Estudos também sugerem que as pessoas têm dificuldade para entender longas listas de permissões, sobretudo se os termos forem técnicos. Mas há uma questão maior: ainda que entenda o que está ou não autorizando, a pessoa pode não estar ciente dos fins inesperados que seus dados podem ter no futuro.
Um bom exemplo ocorreu na semana passada, quando um escândalo envolveu um app para iPhone chamado "Girls Around Me" ("Garotas ao Meu Redor"). O app usava informações disponíveis publicamente na rede social Foursquare, baseada em localização geográfica, para permitir que homens localizassem mulheres próximas no mapa e vissem seus dados pessoais e fotos do perfil no Facebook.
Com o Foursquare, um usuário pode usar o celular para informar se está num café, num bar ou onde quer que seja. Foi concebido como um serviço para quem quisesse avisar amigos que pudessem estar nas redondezas. Com o "Girls Around Me", no entanto, era mais fácil para um estranho, digamos, localizar mulheres na área. O app provocou revolta e o Foursquare revogou seu acesso à localização de usuários. Num e-mail enviado ao WSJ, o criador do "Girls Around Me" disse que o aplicativo "dá ao usuário nada mais do que o app do Foursquare possa dar".

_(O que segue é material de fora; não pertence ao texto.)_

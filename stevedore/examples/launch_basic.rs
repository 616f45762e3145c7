//! Launch a handful of storage roles against the local filesystem.
//!
//! Writes a generated config bundle into a temporary directory, then spawns
//! one worker per container. One container carries a broken token to show the
//! failure path. Run with `RUST_LOG=stevedore=debug` for stage-level logs.

use std::path::PathBuf;
use std::sync::Arc;

use async_trait::async_trait;
use parking_lot::Mutex;
use stevedore::*;
use stevedore_testkit::{container, malformed_container};
use tracing_subscriber::EnvFilter;

/// Coordinator that prints what it would hand to the node managers.
struct PrintingCoordinator {
    conf_dir: PathBuf,
    descriptor: ClusterDescriptor,
    launches: LaunchRegistry,
    finished: Mutex<Vec<WorkerReport>>,
}

#[async_trait]
impl Coordinator for PrintingCoordinator {
    fn filesystem(&self) -> Arc<dyn ClusterFilesystem> {
        Arc::new(LocalFilesystem::new())
    }

    fn generated_config_dir(&self) -> PathBuf {
        self.conf_dir.clone()
    }

    fn cluster_descriptor(&self) -> ClusterDescriptor {
        self.descriptor.clone()
    }

    fn resolve_executable_path(&self, descriptor: &ClusterDescriptor) -> PathBuf {
        descriptor.executable_path(&LaunchConfig::default(), "start-storage")
    }

    async fn submit(
        &self,
        container: &AllocatedContainer,
        context: LaunchContext,
        record: LaunchRecord,
    ) -> Result<(), SubmissionError> {
        println!(
            "[COORDINATOR] submitting {} with {} env vars",
            container.id,
            context.environment.len()
        );
        print!("{record}");
        self.launches.register(record);
        Ok(())
    }

    fn on_worker_finished(&self, report: &WorkerReport) {
        println!(
            "[COORDINATOR] {} ({}) finished: {} in {:?}",
            report.container_id,
            report.role,
            report.outcome.as_str(),
            report.elapsed
        );
        self.finished.lock().push(report.clone());
    }
}

#[tokio::main]
async fn main() -> anyhow::Result<()> {
    tracing_subscriber::fmt()
        .with_env_filter(
            EnvFilter::try_from_default_env()
                .unwrap_or_else(|_| EnvFilter::new("stevedore=info")),
        )
        .init();

    let workspace = tempfile::tempdir()?;
    let conf_dir = workspace.path().join("generated");
    std::fs::create_dir_all(&conf_dir)?;
    std::fs::write(conf_dir.join("storage-site.xml"), "<configuration/>")?;
    std::fs::write(conf_dir.join("core-site.xml"), "<configuration/>")?;

    let coordinator = Arc::new(PrintingCoordinator {
        conf_dir,
        descriptor: ClusterDescriptor::new("demo", "/opt/storage"),
        launches: LaunchRegistry::new(),
        finished: Mutex::new(Vec::new()),
    });
    let providers = ProviderRegistry::new().with_provider(Arc::new(
        StorageServerProvider::new(StorageProviderConfig::default().with_heap("master", 2048)),
    ));
    let supervisor = LaunchSupervisor::new(
        SupervisorConfig::default().with_max_concurrent_launches(2),
        Arc::clone(&coordinator),
        providers,
    );

    supervisor
        .spawn_launch(container("c-001"), RoleSpec::new("master"))
        .await?;
    for i in 2..=4 {
        supervisor
            .spawn_launch(
                container(&format!("c-00{i}")),
                RoleSpec::new("worker").with_option("env.JAVA_OPTS", "-Xmx1g"),
            )
            .await?;
    }
    supervisor
        .spawn_launch(malformed_container("c-005"), RoleSpec::new("worker"))
        .await?;
    if let Err(err) = supervisor
        .spawn_launch(container("c-006"), RoleSpec::new("thrift"))
        .await
    {
        println!("[MAIN] refused: {err}");
    }

    supervisor.shutdown().await?;

    println!(
        "[MAIN] {} launches recorded, {} workers finished",
        coordinator.launches.len(),
        coordinator.finished.lock().len()
    );
    Ok(())
}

O caso sugere que discutir se dados pessoais no Facebook (ou qualquer outro serviço na internet) devem ter caráter "público" ou "privado" pode ser um equívoco. A verdadeira questão é saber como esses dados serão usados.
Helen Nissenbaum, professora especializada em privacidade da Universidade Nova York, disse que o "Girls Around Me" causou indignação por violar normas sociais contra o assédio a mulheres. Se a norma social fosse uma cerca, disse Nissenbaum, "qualquer pessoa ética, ciosa da lei, não iria pular uma cerca". Na ausência de leis ou normas sobre o uso de dados, diz, certas empresas de tecnologia se sentem autorizadas a usar informações de maneiras vistas como sinistras.
Nissenbaum recomenda a criação de "cercas" digitais para regir o uso de dados. Segundo ela, normas para uso de dados devem ser baseadas no contexto. Informações compartilhadas em um determinado contexto - como entre médico e paciente - não devem ser disseminadas de maneira que possa violar o contexto da situação original.
"Essas normas que encaramos como normas de privacidade não são só para o bem do indivíduo", sustenta Nissenbaum. "Manter o sigilo do voto, por exemplo, protege a integridade da democracia".
Enquanto tais leis não aparecem, o mercado de apps segue à toda. Embora aplicativos do Facebook em geral sejam gratuitos, também podem ser grandes negócios - sobretudo jogos que vendem "mercadorias virtuais". A fabricante de software Zynga, criadora de joguinhos populares como "FarmVille" e " CityVille", teve receita de US$ 1,14 bilhão em 2011 (não deu lucro, no entanto). A empresa abriu o capital em dezembro; hoje, seu valor de mercado é de mais de US$ 8 bilhões.
O modelo de privacidade do Facebook para aplicativos é considerado um dos mais avançados, pois o site enumera quase todo tipo de dado solicitado - e dá ao usuário o poder de dizer não quando um aplicativo pede certos dados. Apps para celular em geral não têm política de privacidade e não dão tanta informação e tanto controle sobre o uso de dados pessoais.
Em julho de 2009, o órgão de proteção da privacidade no Canadá, o Office of the Privacy Commissioner, conduziu um inquérito sobre o Facebook e descobriu que o site estava compartilhando um excesso de dados pessoais de usuários com fabricantes de apps sem avisar os usuários.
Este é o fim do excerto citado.